What the task requires: In exact form, please repeat the records from their opening line down to the line with "offsets or entry", including that line.

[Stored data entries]
□ □ □ □
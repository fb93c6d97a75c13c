//! Streaming ZIP writer.
//!
//! File data is never buffered whole: each entry gets a local header with the
//! data-descriptor flag set, the (optionally deflated) bytes are written as
//! they are read, and the CRC and sizes follow in a data descriptor. The
//! central directory is accumulated in memory and written by [`ZipWriter::finish`].
//!
//! Only the classic 32-bit layout is produced. Entries, offsets or entry
//! counts that would need ZIP64 are refused with [`Error::Unsupported`].

use flate2::{Compress, Compression, Crc, FlushCompress, Status};
use tokio::io::{AsyncRead, AsyncReadExt, AsyncWrite, AsyncWriteExt};

use crate::error::{Error, Result};

use super::structures::*;

const CHUNK_SIZE: usize = 64 * 1024;

/// Per-entry settings for [`ZipWriter::add_entry`].
#[derive(Debug, Clone, Copy)]
pub struct EntryOptions {
    pub method: CompressionMethod,
    pub level: u32,
    pub modified: DosDateTime,
    /// Unix permission bits recorded in the external attributes.
    pub permissions: u32,
}

impl Default for EntryOptions {
    fn default() -> Self {
        Self {
            method: CompressionMethod::Deflate,
            level: 6,
            modified: DosDateTime::now(),
            permissions: 0o644,
        }
    }
}

/// Writes a ZIP archive to any async byte sink.
pub struct ZipWriter<W> {
    inner: W,
    offset: u64,
    entries: Vec<EntryHeader>,
    finished: bool,
}

impl<W: AsyncWrite + Unpin> ZipWriter<W> {
    pub fn new(inner: W) -> Self {
        Self {
            inner,
            offset: 0,
            entries: Vec::new(),
            finished: false,
        }
    }

    /// Number of entries written so far.
    pub fn len(&self) -> usize {
        self.entries.len()
    }

    pub fn is_empty(&self) -> bool {
        self.entries.is_empty()
    }

    /// Bytes written to the sink so far.
    pub fn offset(&self) -> u64 {
        self.offset
    }

    /// Add a directory marker. A trailing `/` is appended if missing.
    pub async fn add_directory(
        &mut self,
        name: &str,
        modified: DosDateTime,
        permissions: u32,
    ) -> Result<()> {
        let name = if name.ends_with('/') {
            name.to_string()
        } else {
            format!("{name}/")
        };

        let header = self.begin_entry(
            name,
            CompressionMethod::Stored,
            0,
            modified,
            dir_external_attrs(permissions),
        )?;

        let mut buf = Vec::with_capacity(LFH_SIZE + header.name.len());
        header.write_local(&mut buf)?;
        self.write_raw(&buf).await?;

        log::debug!("added directory {}", header.name);
        self.entries.push(header);
        Ok(())
    }

    /// Add an entry whose content is read from `source` until end of stream.
    ///
    /// Returns the number of uncompressed bytes stored.
    pub async fn add_entry<R>(
        &mut self,
        name: &str,
        source: &mut R,
        options: EntryOptions,
    ) -> Result<u64>
    where
        R: AsyncRead + Unpin,
    {
        let method = match options.method {
            CompressionMethod::Unknown(code) => {
                return Err(Error::Unsupported(format!(
                    "cannot write compression method {code}"
                )));
            }
            method => method,
        };

        let mut header = self.begin_entry(
            name.to_string(),
            method,
            FLAG_DATA_DESCRIPTOR,
            options.modified,
            file_external_attrs(options.permissions),
        )?;

        let mut buf = Vec::with_capacity(LFH_SIZE + header.name.len());
        header.write_local(&mut buf)?;
        self.write_raw(&buf).await?;

        let start = self.offset;
        let mut uncompressed = 0u64;
        let mut crc = Crc::new();
        let mut deflater = Compress::new(Compression::new(options.level), false);
        let mut input = vec![0u8; CHUNK_SIZE];
        let mut output = Vec::with_capacity(CHUNK_SIZE);

        loop {
            let n = source.read(&mut input).await?;
            if n == 0 {
                break;
            }
            crc.update(&input[..n]);
            uncompressed += n as u64;
            match method {
                CompressionMethod::Deflate => {
                    output.clear();
                    deflate_chunk(&mut deflater, &input[..n], FlushCompress::None, &mut output)?;
                    self.write_raw(&output).await?;
                }
                _ => self.write_raw(&input[..n]).await?,
            }
            // Checked per chunk so a source that never ends still stops
            self.check_entry_size(name, uncompressed)?;
        }
        if method == CompressionMethod::Deflate {
            output.clear();
            deflate_chunk(&mut deflater, &[], FlushCompress::Finish, &mut output)?;
            self.write_raw(&output).await?;
        }
        self.check_entry_size(name, uncompressed)?;

        let compressed = self.offset - start;

        header.crc32 = crc.sum();
        header.compressed_size = compressed as u32;
        header.uncompressed_size = uncompressed as u32;

        let mut descriptor = Vec::with_capacity(16);
        header.write_data_descriptor(&mut descriptor)?;
        self.write_raw(&descriptor).await?;

        log::debug!("added {name}: {uncompressed} -> {compressed} bytes");
        self.entries.push(header);
        Ok(uncompressed)
    }

    /// Write the central directory and end record, then flush.
    ///
    /// Calling it again after success does nothing.
    pub async fn finish(&mut self) -> Result<()> {
        if self.finished {
            return Ok(());
        }

        let cd_offset = self.offset;
        let mut cd = Vec::new();
        for entry in &self.entries {
            entry.write_central(&mut cd)?;
        }

        let count = self.entries.len() as u64;
        if count >= MAX_U16 || cd_offset + cd.len() as u64 >= MAX_U32 {
            return Err(Error::Unsupported(
                "archive needs ZIP64 end records, which are not written".into(),
            ));
        }

        EndOfCentralDirectory {
            disk_number: 0,
            disk_with_cd: 0,
            disk_entries: count as u16,
            total_entries: count as u16,
            cd_size: cd.len() as u32,
            cd_offset: cd_offset as u32,
            comment_len: 0,
        }
        .write_to(&mut cd)?;

        self.write_raw(&cd).await?;
        self.inner.flush().await?;
        self.finished = true;
        Ok(())
    }

    /// Give back the sink. Does not finish the archive.
    pub fn into_inner(self) -> W {
        self.inner
    }

    fn begin_entry(
        &self,
        name: String,
        method: CompressionMethod,
        mut flags: u16,
        modified: DosDateTime,
        external_attrs: u32,
    ) -> Result<EntryHeader> {
        if self.finished {
            return Err(Error::Closed);
        }
        if name.len() as u64 > MAX_U16 {
            return Err(Error::Unsupported(format!(
                "entry name is {} bytes long",
                name.len()
            )));
        }
        // 0xFFFFFFFF itself is the ZIP64 marker
        if self.offset >= MAX_U32 {
            return Err(Error::Unsupported(
                "archive offset past 4 GiB; ZIP64 output is not supported".into(),
            ));
        }
        if !name.is_ascii() {
            flags |= FLAG_UTF8;
        }

        Ok(EntryHeader {
            name,
            method,
            flags,
            modified,
            crc32: 0,
            compressed_size: 0,
            uncompressed_size: 0,
            external_attrs,
            lfh_offset: self.offset as u32,
        })
    }

    /// Sizes and offsets must stay below the ZIP64 marker value.
    fn check_entry_size(&self, name: &str, uncompressed: u64) -> Result<()> {
        if uncompressed >= MAX_U32 || self.offset >= MAX_U32 {
            return Err(Error::Unsupported(format!(
                "{name} does not fit below 4 GiB; ZIP64 output is not supported"
            )));
        }
        Ok(())
    }

    async fn write_raw(&mut self, bytes: &[u8]) -> Result<()> {
        self.inner.write_all(bytes).await?;
        self.offset += bytes.len() as u64;
        Ok(())
    }
}

/// Run `input` through the deflater, appending whatever it emits to `out`.
///
/// With [`FlushCompress::Finish`] this keeps going until the stream end marker
/// has been produced.
fn deflate_chunk(
    deflater: &mut Compress,
    mut input: &[u8],
    flush: FlushCompress,
    out: &mut Vec<u8>,
) -> Result<()> {
    let finishing = matches!(flush, FlushCompress::Finish);
    loop {
        if out.capacity() - out.len() < CHUNK_SIZE / 4 {
            out.reserve(CHUNK_SIZE);
        }
        let before = deflater.total_in();
        let status = deflater
            .compress_vec(input, out, flush)
            .map_err(|e| Error::Io(std::io::Error::other(e)))?;
        input = &input[(deflater.total_in() - before) as usize..];

        match status {
            Status::StreamEnd => return Ok(()),
            _ if !finishing && input.is_empty() => return Ok(()),
            _ => {}
        }
    }
}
□ □ □ □
Result:
repository fb93c6d97a75c13c
//! Streaming ZIP writer.
//!
//! File data is never buffered whole: each entry gets a local header with the
//! data-descriptor flag set, the (optionally deflated) bytes are written as
//! they are read, and the CRC and sizes follow in a data descriptor. The
//! central directory is accumulated in memory and written by [`ZipWriter::finish`].
//!
//! Only the classic 32-bit layout is produced. Entries, offsets or entry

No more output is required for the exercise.